* **PROBLEM**
Reproduce exactly the lines below, from the first through the one containing "key was pressed.", and nothing more.

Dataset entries

+ + +

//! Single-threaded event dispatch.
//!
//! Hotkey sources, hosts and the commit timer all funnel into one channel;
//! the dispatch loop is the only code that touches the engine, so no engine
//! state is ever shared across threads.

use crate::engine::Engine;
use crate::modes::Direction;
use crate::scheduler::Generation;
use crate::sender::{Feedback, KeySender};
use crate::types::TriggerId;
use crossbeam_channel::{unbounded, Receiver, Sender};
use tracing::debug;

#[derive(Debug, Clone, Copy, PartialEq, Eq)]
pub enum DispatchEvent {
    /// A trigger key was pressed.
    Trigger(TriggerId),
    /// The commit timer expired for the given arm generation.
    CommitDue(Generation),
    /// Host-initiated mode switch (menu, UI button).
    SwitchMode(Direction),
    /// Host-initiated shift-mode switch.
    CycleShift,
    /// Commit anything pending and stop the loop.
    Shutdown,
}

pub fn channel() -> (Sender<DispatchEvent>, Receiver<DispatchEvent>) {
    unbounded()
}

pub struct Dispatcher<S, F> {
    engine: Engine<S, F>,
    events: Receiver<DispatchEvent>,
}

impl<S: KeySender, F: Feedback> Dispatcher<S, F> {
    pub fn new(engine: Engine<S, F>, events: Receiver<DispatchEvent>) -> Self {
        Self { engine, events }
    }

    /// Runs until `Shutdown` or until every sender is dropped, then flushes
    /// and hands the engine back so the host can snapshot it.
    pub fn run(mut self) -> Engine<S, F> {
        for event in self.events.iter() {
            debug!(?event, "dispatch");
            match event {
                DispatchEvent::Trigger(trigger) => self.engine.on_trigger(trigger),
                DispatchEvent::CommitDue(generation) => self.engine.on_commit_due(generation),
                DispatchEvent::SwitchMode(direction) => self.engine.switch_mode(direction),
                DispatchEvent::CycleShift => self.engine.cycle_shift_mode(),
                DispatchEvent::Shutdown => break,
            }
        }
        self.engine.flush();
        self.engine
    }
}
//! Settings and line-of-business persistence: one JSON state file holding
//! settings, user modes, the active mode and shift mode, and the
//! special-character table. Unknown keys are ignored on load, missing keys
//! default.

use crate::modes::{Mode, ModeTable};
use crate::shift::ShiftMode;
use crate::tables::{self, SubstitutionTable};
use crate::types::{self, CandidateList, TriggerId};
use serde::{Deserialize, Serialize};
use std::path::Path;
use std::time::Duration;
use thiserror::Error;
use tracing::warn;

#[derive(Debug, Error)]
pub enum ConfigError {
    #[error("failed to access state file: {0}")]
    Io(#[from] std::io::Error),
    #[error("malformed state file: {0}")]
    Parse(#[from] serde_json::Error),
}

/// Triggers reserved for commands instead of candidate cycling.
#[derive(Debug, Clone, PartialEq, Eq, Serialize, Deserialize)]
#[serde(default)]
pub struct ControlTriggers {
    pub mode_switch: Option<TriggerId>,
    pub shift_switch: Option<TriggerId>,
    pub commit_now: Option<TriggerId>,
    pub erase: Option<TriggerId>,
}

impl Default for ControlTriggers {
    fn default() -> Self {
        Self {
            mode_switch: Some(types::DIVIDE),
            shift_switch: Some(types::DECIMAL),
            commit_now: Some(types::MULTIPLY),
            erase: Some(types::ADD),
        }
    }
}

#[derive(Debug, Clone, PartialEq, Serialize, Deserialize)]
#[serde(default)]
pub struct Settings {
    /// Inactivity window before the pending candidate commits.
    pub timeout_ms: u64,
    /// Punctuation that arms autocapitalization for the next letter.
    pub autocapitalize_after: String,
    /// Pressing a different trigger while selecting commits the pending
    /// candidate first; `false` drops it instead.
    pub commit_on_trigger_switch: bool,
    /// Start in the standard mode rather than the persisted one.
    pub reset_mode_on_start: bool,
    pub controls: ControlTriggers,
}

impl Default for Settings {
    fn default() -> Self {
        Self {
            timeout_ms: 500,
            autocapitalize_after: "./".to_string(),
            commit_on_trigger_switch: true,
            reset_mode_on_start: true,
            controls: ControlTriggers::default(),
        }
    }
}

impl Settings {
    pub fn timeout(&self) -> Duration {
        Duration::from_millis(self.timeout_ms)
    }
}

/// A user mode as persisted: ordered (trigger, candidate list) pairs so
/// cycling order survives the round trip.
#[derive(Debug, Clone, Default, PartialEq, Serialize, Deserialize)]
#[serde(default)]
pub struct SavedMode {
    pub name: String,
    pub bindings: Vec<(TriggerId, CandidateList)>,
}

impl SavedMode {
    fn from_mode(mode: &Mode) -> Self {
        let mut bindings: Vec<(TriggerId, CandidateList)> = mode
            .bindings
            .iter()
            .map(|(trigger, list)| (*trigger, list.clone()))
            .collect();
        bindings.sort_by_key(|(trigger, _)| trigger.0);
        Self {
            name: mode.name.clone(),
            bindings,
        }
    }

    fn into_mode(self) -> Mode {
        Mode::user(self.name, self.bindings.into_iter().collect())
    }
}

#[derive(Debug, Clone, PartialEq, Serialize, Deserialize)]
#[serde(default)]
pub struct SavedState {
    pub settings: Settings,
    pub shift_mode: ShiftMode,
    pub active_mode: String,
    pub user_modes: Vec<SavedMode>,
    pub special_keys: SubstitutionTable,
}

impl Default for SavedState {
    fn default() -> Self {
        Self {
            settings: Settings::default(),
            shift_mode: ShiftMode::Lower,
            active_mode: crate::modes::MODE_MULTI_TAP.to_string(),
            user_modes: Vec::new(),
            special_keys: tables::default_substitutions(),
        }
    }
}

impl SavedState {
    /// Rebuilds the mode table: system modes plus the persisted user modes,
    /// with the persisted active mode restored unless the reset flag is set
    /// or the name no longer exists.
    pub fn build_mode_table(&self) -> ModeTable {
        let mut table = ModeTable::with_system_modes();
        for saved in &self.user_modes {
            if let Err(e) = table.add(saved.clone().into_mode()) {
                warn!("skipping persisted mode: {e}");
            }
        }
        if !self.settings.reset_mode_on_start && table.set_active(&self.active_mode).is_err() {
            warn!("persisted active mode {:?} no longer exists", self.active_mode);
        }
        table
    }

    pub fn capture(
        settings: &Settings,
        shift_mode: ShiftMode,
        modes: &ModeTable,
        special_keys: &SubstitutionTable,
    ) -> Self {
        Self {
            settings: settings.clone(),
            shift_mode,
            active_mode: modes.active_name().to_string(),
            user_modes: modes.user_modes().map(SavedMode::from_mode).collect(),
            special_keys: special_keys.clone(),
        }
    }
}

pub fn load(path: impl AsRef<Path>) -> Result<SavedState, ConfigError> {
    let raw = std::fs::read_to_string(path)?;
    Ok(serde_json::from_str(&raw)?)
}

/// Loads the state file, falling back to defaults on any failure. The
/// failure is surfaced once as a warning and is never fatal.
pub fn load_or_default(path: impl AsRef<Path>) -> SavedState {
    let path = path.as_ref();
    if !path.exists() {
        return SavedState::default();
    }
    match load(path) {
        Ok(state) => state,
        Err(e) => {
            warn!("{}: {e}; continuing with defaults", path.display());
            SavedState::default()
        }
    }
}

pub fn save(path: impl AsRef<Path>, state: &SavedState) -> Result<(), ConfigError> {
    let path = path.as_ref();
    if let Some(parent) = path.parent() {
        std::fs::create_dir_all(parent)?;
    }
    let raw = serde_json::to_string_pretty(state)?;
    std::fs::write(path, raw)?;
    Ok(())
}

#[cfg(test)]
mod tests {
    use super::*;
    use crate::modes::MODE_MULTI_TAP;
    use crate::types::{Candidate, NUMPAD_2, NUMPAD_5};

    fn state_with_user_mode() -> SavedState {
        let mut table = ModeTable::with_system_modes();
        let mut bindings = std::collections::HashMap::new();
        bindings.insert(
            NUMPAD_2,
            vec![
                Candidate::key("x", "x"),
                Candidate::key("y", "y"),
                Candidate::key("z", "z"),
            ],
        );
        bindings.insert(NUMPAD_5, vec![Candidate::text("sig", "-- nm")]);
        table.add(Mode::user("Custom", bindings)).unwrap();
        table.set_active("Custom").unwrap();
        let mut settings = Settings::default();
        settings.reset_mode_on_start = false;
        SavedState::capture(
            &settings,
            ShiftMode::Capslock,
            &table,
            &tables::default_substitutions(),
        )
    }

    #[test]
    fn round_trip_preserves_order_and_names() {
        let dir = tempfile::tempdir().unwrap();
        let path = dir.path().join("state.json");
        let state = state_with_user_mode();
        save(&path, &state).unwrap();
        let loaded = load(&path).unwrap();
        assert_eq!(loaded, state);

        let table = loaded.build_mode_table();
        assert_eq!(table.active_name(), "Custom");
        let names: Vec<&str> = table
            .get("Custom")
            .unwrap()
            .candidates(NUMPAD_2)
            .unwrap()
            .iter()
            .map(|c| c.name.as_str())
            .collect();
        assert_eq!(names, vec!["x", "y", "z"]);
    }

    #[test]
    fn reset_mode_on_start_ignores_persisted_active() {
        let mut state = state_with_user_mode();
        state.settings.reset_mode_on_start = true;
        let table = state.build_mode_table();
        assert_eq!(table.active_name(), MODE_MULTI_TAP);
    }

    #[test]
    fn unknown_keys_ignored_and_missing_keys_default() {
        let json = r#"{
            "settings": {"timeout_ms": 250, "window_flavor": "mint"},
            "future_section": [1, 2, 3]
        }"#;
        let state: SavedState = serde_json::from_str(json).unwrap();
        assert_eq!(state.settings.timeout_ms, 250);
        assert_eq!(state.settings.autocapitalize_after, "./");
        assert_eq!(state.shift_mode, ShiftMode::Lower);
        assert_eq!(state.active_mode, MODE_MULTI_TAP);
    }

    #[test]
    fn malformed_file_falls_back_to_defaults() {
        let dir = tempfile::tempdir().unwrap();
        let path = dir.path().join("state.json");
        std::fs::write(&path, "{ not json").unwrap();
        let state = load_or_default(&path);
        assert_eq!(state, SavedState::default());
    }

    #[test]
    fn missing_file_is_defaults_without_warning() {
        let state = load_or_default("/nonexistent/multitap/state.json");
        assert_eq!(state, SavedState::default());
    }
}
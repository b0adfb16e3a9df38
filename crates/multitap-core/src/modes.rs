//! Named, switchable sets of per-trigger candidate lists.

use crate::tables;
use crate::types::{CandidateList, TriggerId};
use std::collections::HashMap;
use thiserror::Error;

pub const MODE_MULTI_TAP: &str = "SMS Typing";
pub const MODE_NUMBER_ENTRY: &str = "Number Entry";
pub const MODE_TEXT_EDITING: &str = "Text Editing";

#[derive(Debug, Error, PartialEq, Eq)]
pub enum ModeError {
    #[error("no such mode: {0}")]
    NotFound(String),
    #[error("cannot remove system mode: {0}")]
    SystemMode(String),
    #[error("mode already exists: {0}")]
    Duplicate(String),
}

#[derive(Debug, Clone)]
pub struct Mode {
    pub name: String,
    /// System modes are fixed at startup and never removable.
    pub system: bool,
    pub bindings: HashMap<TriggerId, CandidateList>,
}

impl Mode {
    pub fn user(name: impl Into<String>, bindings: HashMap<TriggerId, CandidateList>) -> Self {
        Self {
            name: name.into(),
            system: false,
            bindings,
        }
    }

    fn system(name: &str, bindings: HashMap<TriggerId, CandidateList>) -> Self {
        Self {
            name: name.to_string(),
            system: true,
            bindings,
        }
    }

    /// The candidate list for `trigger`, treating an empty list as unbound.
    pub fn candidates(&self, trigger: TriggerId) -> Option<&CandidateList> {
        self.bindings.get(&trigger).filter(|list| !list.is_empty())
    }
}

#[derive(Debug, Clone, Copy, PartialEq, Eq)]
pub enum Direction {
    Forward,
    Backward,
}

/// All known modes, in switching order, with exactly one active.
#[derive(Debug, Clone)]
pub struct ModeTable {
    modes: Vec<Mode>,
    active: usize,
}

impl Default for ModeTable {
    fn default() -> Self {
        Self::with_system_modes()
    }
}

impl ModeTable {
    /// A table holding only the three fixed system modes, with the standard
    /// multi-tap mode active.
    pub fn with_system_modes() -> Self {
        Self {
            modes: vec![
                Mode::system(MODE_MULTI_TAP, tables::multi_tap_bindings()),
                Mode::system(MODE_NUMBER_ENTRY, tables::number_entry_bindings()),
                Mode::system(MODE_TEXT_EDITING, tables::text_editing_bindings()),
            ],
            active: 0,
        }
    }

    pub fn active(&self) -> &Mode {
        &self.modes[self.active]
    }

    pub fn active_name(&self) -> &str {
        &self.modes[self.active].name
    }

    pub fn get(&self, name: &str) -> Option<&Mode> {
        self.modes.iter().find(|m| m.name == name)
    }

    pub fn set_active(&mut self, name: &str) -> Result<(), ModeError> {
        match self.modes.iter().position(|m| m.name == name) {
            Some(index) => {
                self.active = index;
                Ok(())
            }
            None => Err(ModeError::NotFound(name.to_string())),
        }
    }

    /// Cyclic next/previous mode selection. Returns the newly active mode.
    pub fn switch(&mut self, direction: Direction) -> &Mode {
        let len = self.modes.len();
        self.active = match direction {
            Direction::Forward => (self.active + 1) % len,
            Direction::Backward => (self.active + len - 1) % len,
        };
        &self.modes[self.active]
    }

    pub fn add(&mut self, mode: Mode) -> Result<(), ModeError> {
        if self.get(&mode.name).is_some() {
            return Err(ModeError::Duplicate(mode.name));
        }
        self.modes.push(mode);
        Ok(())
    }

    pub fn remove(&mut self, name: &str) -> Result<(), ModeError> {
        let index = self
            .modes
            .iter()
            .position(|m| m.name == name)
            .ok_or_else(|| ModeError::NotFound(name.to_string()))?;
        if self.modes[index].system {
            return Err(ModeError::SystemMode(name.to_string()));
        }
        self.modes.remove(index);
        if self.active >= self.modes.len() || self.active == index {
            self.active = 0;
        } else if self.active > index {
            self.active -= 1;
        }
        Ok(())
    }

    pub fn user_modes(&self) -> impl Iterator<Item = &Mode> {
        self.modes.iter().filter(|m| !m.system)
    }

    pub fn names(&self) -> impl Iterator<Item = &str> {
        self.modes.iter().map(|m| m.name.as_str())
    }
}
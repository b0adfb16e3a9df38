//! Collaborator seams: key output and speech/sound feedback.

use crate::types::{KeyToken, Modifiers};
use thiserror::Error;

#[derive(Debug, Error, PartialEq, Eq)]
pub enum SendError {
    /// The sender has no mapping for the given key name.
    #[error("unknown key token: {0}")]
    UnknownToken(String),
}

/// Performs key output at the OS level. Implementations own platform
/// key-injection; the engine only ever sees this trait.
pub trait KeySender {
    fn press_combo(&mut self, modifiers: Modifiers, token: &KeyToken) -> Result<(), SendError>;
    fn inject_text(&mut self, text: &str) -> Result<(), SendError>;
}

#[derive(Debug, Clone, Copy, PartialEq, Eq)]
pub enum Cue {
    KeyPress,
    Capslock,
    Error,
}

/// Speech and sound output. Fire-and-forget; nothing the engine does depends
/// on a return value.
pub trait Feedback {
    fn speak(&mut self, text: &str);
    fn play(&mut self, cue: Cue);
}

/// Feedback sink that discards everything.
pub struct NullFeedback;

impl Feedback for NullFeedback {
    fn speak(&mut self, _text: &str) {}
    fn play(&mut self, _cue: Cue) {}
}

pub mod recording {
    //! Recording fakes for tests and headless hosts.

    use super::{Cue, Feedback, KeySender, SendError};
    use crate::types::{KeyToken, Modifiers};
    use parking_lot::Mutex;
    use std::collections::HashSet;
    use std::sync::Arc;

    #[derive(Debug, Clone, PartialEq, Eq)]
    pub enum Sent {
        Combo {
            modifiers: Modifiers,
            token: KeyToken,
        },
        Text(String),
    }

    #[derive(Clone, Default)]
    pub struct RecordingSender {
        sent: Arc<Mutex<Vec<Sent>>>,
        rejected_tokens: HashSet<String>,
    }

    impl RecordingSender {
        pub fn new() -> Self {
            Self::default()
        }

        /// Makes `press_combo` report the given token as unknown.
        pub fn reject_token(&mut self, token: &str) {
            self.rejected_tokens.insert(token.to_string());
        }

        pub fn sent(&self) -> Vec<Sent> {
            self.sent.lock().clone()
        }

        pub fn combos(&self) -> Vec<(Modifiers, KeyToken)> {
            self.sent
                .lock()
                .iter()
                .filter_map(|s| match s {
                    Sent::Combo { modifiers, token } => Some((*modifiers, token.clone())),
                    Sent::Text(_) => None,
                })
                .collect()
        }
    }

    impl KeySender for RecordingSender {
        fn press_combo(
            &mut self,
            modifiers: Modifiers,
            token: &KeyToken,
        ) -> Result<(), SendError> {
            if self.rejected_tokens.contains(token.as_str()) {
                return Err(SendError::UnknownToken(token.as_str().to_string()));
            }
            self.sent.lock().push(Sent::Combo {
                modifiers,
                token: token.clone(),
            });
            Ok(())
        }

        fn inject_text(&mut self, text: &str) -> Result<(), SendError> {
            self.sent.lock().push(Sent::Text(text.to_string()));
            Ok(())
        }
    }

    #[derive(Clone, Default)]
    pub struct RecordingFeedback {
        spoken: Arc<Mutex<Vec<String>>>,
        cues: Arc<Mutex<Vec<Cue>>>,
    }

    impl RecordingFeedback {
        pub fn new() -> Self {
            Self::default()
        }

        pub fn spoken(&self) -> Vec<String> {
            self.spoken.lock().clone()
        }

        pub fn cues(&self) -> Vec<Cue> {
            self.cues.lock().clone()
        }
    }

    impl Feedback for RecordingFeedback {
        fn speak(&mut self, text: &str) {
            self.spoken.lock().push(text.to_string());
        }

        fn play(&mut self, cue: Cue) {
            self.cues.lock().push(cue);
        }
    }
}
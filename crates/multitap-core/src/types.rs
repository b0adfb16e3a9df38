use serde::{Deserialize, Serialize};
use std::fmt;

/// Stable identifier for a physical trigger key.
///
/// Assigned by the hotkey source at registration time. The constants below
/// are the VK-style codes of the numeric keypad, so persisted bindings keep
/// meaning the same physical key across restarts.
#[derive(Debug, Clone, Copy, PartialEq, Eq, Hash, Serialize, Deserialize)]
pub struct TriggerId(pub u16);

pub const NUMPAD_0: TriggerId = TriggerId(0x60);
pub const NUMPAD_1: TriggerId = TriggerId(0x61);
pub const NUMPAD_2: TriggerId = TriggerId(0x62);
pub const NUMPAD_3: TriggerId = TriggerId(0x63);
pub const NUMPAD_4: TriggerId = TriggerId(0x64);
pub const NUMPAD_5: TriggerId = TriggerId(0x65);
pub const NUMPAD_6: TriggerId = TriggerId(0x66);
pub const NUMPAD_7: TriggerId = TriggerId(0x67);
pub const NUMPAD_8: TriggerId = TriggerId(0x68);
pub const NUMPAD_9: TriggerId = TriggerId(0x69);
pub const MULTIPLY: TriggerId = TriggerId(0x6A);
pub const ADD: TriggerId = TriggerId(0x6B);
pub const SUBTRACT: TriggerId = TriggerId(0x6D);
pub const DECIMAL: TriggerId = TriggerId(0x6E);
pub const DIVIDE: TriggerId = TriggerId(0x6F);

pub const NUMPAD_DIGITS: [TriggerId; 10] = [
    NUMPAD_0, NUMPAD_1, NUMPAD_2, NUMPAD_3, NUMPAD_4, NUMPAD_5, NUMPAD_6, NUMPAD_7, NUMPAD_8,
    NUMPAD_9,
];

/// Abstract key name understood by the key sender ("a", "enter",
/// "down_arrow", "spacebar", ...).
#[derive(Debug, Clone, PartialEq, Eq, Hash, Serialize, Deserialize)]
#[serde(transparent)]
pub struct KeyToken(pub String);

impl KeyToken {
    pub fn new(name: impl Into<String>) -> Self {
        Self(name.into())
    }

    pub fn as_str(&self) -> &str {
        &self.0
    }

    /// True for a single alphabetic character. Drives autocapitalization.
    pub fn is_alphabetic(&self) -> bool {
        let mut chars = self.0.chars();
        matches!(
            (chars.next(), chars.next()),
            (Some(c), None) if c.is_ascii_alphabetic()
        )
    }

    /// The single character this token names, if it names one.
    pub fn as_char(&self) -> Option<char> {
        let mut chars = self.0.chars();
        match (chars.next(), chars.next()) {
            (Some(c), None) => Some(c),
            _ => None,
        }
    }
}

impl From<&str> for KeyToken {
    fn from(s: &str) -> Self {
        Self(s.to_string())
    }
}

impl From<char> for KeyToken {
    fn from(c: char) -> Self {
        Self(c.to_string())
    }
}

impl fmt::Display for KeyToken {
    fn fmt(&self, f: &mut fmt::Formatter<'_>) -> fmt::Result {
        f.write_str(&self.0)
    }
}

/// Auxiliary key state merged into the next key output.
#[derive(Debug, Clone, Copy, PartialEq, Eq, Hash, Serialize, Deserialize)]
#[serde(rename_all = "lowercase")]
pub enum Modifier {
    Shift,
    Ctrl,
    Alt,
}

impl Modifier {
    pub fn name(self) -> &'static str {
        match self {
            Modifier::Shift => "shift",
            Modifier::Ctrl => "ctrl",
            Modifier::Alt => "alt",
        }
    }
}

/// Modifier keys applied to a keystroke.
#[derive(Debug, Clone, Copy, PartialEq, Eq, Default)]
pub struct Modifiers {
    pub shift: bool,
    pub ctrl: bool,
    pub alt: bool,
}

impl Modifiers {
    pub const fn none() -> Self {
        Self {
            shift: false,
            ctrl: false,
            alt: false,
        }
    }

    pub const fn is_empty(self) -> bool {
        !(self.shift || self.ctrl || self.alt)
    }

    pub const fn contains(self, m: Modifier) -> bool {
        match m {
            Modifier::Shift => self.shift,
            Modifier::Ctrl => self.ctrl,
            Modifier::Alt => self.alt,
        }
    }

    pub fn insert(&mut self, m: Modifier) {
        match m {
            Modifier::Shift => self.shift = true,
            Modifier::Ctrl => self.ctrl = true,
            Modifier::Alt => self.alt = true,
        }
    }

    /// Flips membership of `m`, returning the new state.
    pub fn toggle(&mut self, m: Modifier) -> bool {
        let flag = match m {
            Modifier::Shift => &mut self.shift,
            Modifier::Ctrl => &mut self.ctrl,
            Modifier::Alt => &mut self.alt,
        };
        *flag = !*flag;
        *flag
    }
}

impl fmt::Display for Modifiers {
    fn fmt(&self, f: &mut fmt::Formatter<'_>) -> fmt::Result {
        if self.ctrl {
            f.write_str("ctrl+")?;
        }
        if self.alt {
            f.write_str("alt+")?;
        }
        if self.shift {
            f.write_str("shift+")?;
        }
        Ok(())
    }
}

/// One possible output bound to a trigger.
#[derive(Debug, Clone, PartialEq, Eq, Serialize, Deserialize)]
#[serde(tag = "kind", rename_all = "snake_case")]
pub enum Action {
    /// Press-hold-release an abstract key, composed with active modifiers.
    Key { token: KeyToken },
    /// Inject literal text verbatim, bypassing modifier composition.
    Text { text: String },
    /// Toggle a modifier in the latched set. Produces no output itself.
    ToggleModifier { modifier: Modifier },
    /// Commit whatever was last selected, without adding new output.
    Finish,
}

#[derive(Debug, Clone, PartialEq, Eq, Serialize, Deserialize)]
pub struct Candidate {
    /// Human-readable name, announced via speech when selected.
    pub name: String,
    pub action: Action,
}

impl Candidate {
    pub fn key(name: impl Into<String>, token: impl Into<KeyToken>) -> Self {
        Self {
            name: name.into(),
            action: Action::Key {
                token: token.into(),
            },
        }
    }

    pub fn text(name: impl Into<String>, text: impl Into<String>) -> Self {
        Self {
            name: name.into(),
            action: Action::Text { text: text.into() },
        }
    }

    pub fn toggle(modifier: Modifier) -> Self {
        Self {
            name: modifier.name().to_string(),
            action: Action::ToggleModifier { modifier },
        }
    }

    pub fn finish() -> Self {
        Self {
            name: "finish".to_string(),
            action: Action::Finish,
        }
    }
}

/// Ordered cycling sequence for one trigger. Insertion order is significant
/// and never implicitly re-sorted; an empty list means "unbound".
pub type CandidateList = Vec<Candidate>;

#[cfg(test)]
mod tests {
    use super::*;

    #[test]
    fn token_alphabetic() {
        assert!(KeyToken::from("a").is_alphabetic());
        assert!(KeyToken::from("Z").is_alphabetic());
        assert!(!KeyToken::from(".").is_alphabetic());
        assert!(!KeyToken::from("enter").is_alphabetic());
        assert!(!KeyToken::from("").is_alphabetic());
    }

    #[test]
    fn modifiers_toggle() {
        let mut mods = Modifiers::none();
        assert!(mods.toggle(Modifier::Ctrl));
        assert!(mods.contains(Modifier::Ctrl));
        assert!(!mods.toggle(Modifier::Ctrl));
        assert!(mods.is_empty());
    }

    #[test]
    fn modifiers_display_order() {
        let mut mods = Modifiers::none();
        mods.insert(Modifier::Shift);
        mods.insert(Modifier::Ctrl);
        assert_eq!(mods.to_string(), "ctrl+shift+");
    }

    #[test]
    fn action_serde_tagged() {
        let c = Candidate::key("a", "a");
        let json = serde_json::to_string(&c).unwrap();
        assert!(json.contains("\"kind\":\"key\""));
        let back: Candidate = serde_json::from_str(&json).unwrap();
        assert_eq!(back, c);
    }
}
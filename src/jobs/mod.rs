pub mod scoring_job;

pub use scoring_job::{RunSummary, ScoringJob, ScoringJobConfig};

+ + +

* **RESPONSE BELOW**
//! Single-threaded event dispatch.
//!
//! Hotkey sources, hosts and the commit timer all funnel into one channel;
//! the dispatch loop is the only code that touches the engine, so no engine
//! state is ever shared across threads.

use crate::engine::Engine;
use crate::modes::Direction;
use crate::scheduler::Generation;
use crate::sender::{Feedback, KeySender};
use crate::types::TriggerId;
use crossbeam_channel::{unbounded, Receiver, Sender};
use tracing::debug;

#[derive(Debug, Clone, Copy, PartialEq, Eq)]
pub enum DispatchEvent {
    /// A trigger key was pressed.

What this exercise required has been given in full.